Em busca da autoridade perdida
Na
busca da autoridade perdida, estamos nos deixando guiar pela importância dos
nossos companheiros de viagem. O que também é difícil de definir, mas é
imediatamente perceptível, por exemplo, quando você está cara a cara com Alain
Touraine, estrela de primeira grandeza da sociologia
contemporânea, um imponente octogenário com dois belíssimos olhos azuis e um
rosto adunco, vagamente beckettiano.(*)
"Deixe-me
dizer: falar de desaparecimento da autoridade, sic et simpliciter, é muito
vago e confuso.
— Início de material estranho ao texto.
//! Per-room chat message encryption.
//!
//! Messages are sealed with AES-256-GCM. The key for a message is derived with
//! PBKDF2-HMAC-SHA256 from the server secret, the room id and a hash of the
//! time window the message was written in, salted per message. The window
//! index travels in the envelope so a message stays readable after its window
//! has passed.
//!
//! Envelope layout (base64):
//!
//! ```text
//! version (1) | window (8, BE) | salt (32) | nonce (12) | ciphertext + tag
//! ```

use aes_gcm::{
    aead::{Aead, AeadCore, KeyInit, OsRng, Payload},
    Aes256Gcm, Key, Nonce,
};
use base64::{engine::general_purpose::STANDARD, Engine as _};
use chrono::{DateTime, Utc};
use sha2::{Digest, Sha256};
use std::time::Duration;
use thiserror::Error;
use uuid::Uuid;

const VERSION: u8 = 1;
const WINDOW_LEN: usize = 8;
const SALT_LEN: usize = 32;
const NONCE_LEN: usize = 12;
const HEADER_LEN: usize = 1 + WINDOW_LEN + SALT_LEN + NONCE_LEN;

pub const DEFAULT_ITERATIONS: u32 = 100_000;
pub const DEFAULT_WINDOW: Duration = Duration::from_secs(10 * 60);
pub const UNREADABLE_PLACEHOLDER: &str = "[Message could not be decrypted]";

#[derive(Debug, Error, PartialEq, Eq)]
pub enum CryptoError {
    #[error("envelope is not valid base64")]
    Encoding,
    #[error("envelope is truncated")]
    Truncated,
    #[error("unsupported envelope version {0}")]
    Version(u8),
    #[error("message failed authentication")]
    Authentication,
    #[error("decrypted message is not valid utf-8")]
    Utf8,
    #[error("message could not be sealed")]
    Seal,
}

#[derive(Clone)]
pub struct ChatCipher {
    secret: Vec<u8>,
    iterations: u32,
    window: Duration,
}

impl ChatCipher {
    pub fn new(secret: impl AsRef<[u8]>) -> Self {
        Self {
            secret: secret.as_ref().to_vec(),
            iterations: DEFAULT_ITERATIONS,
            window: DEFAULT_WINDOW,
        }
    }

    pub fn with_iterations(mut self, iterations: u32) -> Self {
        self.iterations = iterations.max(1);
        self
    }

    pub fn with_window(mut self, window: Duration) -> Self {
        self.window = window.max(Duration::from_secs(1));
        self
    }

    fn window_index(&self, at: DateTime<Utc>) -> u64 {
        let secs = at.timestamp().max(0) as u64;
        secs / self.window.as_secs()
    }

    fn derive_key(&self, room_id: Uuid, window: u64, salt: &[u8]) -> [u8; 32] {
        let window_hash = Sha256::digest(window.to_string().as_bytes());
        let mut base = self.secret.clone();
        base.extend_from_slice(room_id.to_string().as_bytes());
        base.extend_from_slice(hex_lower(&window_hash).as_bytes());

        let mut key = [0u8; 32];
        pbkdf2::pbkdf2_hmac::<Sha256>(&base, salt, self.iterations, &mut key);
        key
    }

    pub fn encrypt(&self, room_id: Uuid, plaintext: &str) -> Result<String, CryptoError> {
        self.encrypt_at(room_id, plaintext, Utc::now())
    }

    pub fn encrypt_at(
        &self,
        room_id: Uuid,
        plaintext: &str,
        at: DateTime<Utc>,
    ) -> Result<String, CryptoError> {
        let window = self.window_index(at);
        let salt: [u8; SALT_LEN] = rand::random();
        let key = self.derive_key(room_id, window, &salt);

        let cipher = Aes256Gcm::new(Key::<Aes256Gcm>::from_slice(&key));
        let nonce = Aes256Gcm::generate_nonce(&mut OsRng);
        let sealed = cipher
            .encrypt(
                &nonce,
                Payload {
                    msg: plaintext.as_bytes(),
                    aad: room_id.as_bytes(),
                },
            )
            .map_err(|_| CryptoError::Seal)?;

        let mut envelope = Vec::with_capacity(HEADER_LEN + sealed.len());
        envelope.push(VERSION);
        envelope.extend_from_slice(&window.to_be_bytes());
        envelope.extend_from_slice(&salt);
        envelope.extend_from_slice(nonce.as_slice());
        envelope.extend_from_slice(&sealed);
        Ok(STANDARD.encode(envelope))
    }

    pub fn decrypt(&self, room_id: Uuid, envelope: &str) -> Result<String, CryptoError> {
        let raw = STANDARD
            .decode(envelope.trim())
            .map_err(|_| CryptoError::Encoding)?;
        if raw.is_empty() {
            return Err(CryptoError::Truncated);
        }
        if raw[0] != VERSION {
            return Err(CryptoError::Version(raw[0]));
        }
        // the GCM tag alone is 16 bytes
        if raw.len() < HEADER_LEN + 16 {
            return Err(CryptoError::Truncated);
        }

        let (window_bytes, rest) = raw[1..].split_at(WINDOW_LEN);
        let (salt, rest) = rest.split_at(SALT_LEN);
        let (nonce, sealed) = rest.split_at(NONCE_LEN);

        let mut window = [0u8; WINDOW_LEN];
        window.copy_from_slice(window_bytes);
        let key = self.derive_key(room_id, u64::from_be_bytes(window), salt);

        let cipher = Aes256Gcm::new(Key::<Aes256Gcm>::from_slice(&key));
        let plain = cipher
            .decrypt(
                Nonce::from_slice(nonce),
                Payload {
                    msg: sealed,
                    aad: room_id.as_bytes(),
                },
            )
            .map_err(|_| CryptoError::Authentication)?;

        String::from_utf8(plain).map_err(|_| CryptoError::Utf8)
    }

    pub fn decrypt_or_placeholder(&self, room_id: Uuid, envelope: &str) -> String {
        self.decrypt(room_id, envelope).unwrap_or_else(|e| {
            tracing::warn!(%room_id, error = %e, "failed to decrypt chat message");
            UNREADABLE_PLACEHOLDER.to_string()
        })
    }
}

fn hex_lower(bytes: &[u8]) -> String {
    use std::fmt::Write;

    bytes.iter().fold(String::with_capacity(bytes.len() * 2), |mut s, b| {
        let _ = write!(s, "{b:02x}");
        s
    })
}

#[cfg(test)]
mod tests {
    use super::*;
    use chrono::TimeZone;

    fn cipher() -> ChatCipher {
        ChatCipher::new("test-chat-secret").with_iterations(10)
    }

    #[test]
    fn decrypts_what_it_encrypted() {
        let room = Uuid::new_v4();
        let envelope = cipher().encrypt(room, "see you at the hackathon").unwrap();
        assert_eq!(
            cipher().decrypt(room, &envelope).unwrap(),
            "see you at the hackathon"
        );
    }

    #[test]
    fn old_windows_stay_readable() {
        let room = Uuid::new_v4();
        let written = Utc.with_ymd_and_hms(2025, 1, 1, 12, 0, 0).unwrap();
        let envelope = cipher().encrypt_at(room, "from last year", written).unwrap();
        assert_eq!(cipher().decrypt(room, &envelope).unwrap(), "from last year");
    }

    #[test]
    fn same_message_encrypts_differently() {
        let room = Uuid::new_v4();
        let c = cipher();
        assert_ne!(c.encrypt(room, "hello").unwrap(), c.encrypt(room, "hello").unwrap());
    }

    #[test]
    fn other_room_cannot_read() {
        let envelope = cipher().encrypt(Uuid::new_v4(), "club secrets").unwrap();
        assert_eq!(
            cipher().decrypt(Uuid::new_v4(), &envelope),
            Err(CryptoError::Authentication)
        );
    }

    #[test]
    fn other_secret_cannot_read() {
        let room = Uuid::new_v4();
        let envelope = cipher().encrypt(room, "club secrets").unwrap();
        let other = ChatCipher::new("another-secret").with_iterations(10);
        assert_eq!(
            other.decrypt(room, &envelope),
            Err(CryptoError::Authentication)
        );
    }

    #[test]
    fn tampering_is_detected() {
        let room = Uuid::new_v4();
        let mut raw = STANDARD
            .decode(cipher().encrypt(room, "attendance at 5").unwrap())
            .unwrap();
        let last = raw.len() - 1;
        raw[last] ^= 0x01;
        assert_eq!(
            cipher().decrypt(room, &STANDARD.encode(raw)),
            Err(CryptoError::Authentication)
        );
    }

    #[test]
    fn malformed_envelopes() {
        let room = Uuid::new_v4();
        assert_eq!(cipher().decrypt(room, "not base64!"), Err(CryptoError::Encoding));
        assert_eq!(
            cipher().decrypt(room, &STANDARD.encode([VERSION, 0, 0])),
            Err(CryptoError::Truncated)
        );
        assert_eq!(
            cipher().decrypt(room, &STANDARD.encode([9u8; 80])),
            Err(CryptoError::Version(9))
        );
        assert_eq!(
            cipher().decrypt_or_placeholder(room, "garbage"),
            UNREADABLE_PLACEHOLDER
        );
    }
}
Em vez disso, é muito mais claro e preciso dizer que
desapareceu aquela autoridade, exercida nas escolas ou nos tribunais, nas
empresas ou na vida política, com base em uma lei absoluta. De natureza
religiosa. Essa lei, que se conforma à palavra de Deus ou à lei natural
entendida como prolongamento da religião, não funciona mais. Portanto, são as
bases transcendentes para autoridade que não têm mais aderência. E isso pela
simples razão de que vivemos em um mundo que já não é mais governado por
princípios absolutos, mas móveis, em transformação: como ocorre na ciência, na
tecnologia, na comunicação".
Entrevista com Alain Touraine
Mas
toda a autoridade, enquanto tal, precisa de um fundamento.
Vivendo em
um mundo regido pelos princípios da secularização, da racionalização, da
laicização, os fundamentos não positivos da autoridade e do poder estão em
processo de desaparecimento. E o que resta no fronte do direito natural é
bastante vago. Poderíamos dizer que, com o ingresso na modernidade, 90% da experiência
humana estão ligados às invenções humanas, enquanto só os restantes 10%
descendem da natureza. E é exatamente por isso que o retorno a uma autoridade
tradicional não faz nenhum sentido.
Com isso,
não subestimo a influência religiosa. Simplesmente observo que caímos
irreversivelmente em um mundo secularizado, fundado na ciência e na técnica. E,
pelo menos em certa medida, na pluralidade das culturas. Portanto, na
impossibilidade de regras morais, e acima de tudo religiosas, válidas para
todos. Os católicos pensam de um modo, os protestantes de outro, os muçulmanos
de outro ainda. Assim, tiramos do meio do caminho o primeiro equívoco: a
nostalgia de um excesso de autoridade, ou pior, de repressão.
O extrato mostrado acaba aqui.